▶ _AIM OF THE EXERCISE_:
From the line with "tracing setup fails." through the final line of the entries below, write out each line exactly and nothing else.

##### MATERIAL FOR THIS EXERCISE #####

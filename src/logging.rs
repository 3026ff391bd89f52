use tracing::{error, info};
use tracing_subscriber::{EnvFilter, FmtSubscriber};

/// Initialize the structured logging system.
pub fn init_logging() -> Result<(), Box<dyn std::error::Error>> {
    let filter = EnvFilter::try_from_default_env().unwrap_or_else(|_| {
        if cfg!(debug_assertions) {
            EnvFilter::new("meshvault=debug,libp2p=info")
        } else {
            EnvFilter::new("meshvault=info,libp2p=warn")
        }
    });

    let subscriber = FmtSubscriber::builder()
        .with_env_filter(filter)
        .with_target(true)
        .with_thread_ids(false)
        .with_file(false)
        .with_line_number(false)
        .compact()
        .finish();

    tracing::subscriber::set_global_default(subscriber)
        .map_err(|e| Box::new(e) as Box<dyn std::error::Error>)?;

    info!("logging initialized");
    Ok(())
}

/// Initialize logging, falling back to stderr if tracing setup fails.
pub fn init_logging_safe() {
    if let Err(e) = init_logging() {
        eprintln!("warning: failed to set up structured logging: {}", e);
    }
}

/// Log a per-shard state transition.
pub fn log_shard_transition(task_id: &str, segment_index: u32, status: &str) {
    info!(target: "meshvault::upload", "task {} shard {} -> {}", task_id, segment_index, status);
}

/// Log an error with additional context.
pub fn log_error_with_context(context: &str, error: &dyn std::error::Error) {
    error!(target: "meshvault::error", "{}: {}", context, error);
}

#####

▶ _WRITTEN REPLY_:
/// Initialize logging, falling back to stderr if tracing setup fails.
pub fn init_logging_safe() {
    if let Err(e) = init_logging() {
        eprintln!("warning: failed to set up structured logging: {}", e);
    }
}

/// Log a per-shard state transition.
pub fn log_shard_transition(task_id: &str, segment_index: u32, status: &str) {
    info!(target: "meshvault::upload", "task {} shard {} -> {}", task_id, segment_index, status);
}

/// Log an error with additional context.
pub fn log_error_with_context(context: &str, error: &dyn std::error::Error) {
    error!(target: "meshvault::error", "{}: {}", context, error);
}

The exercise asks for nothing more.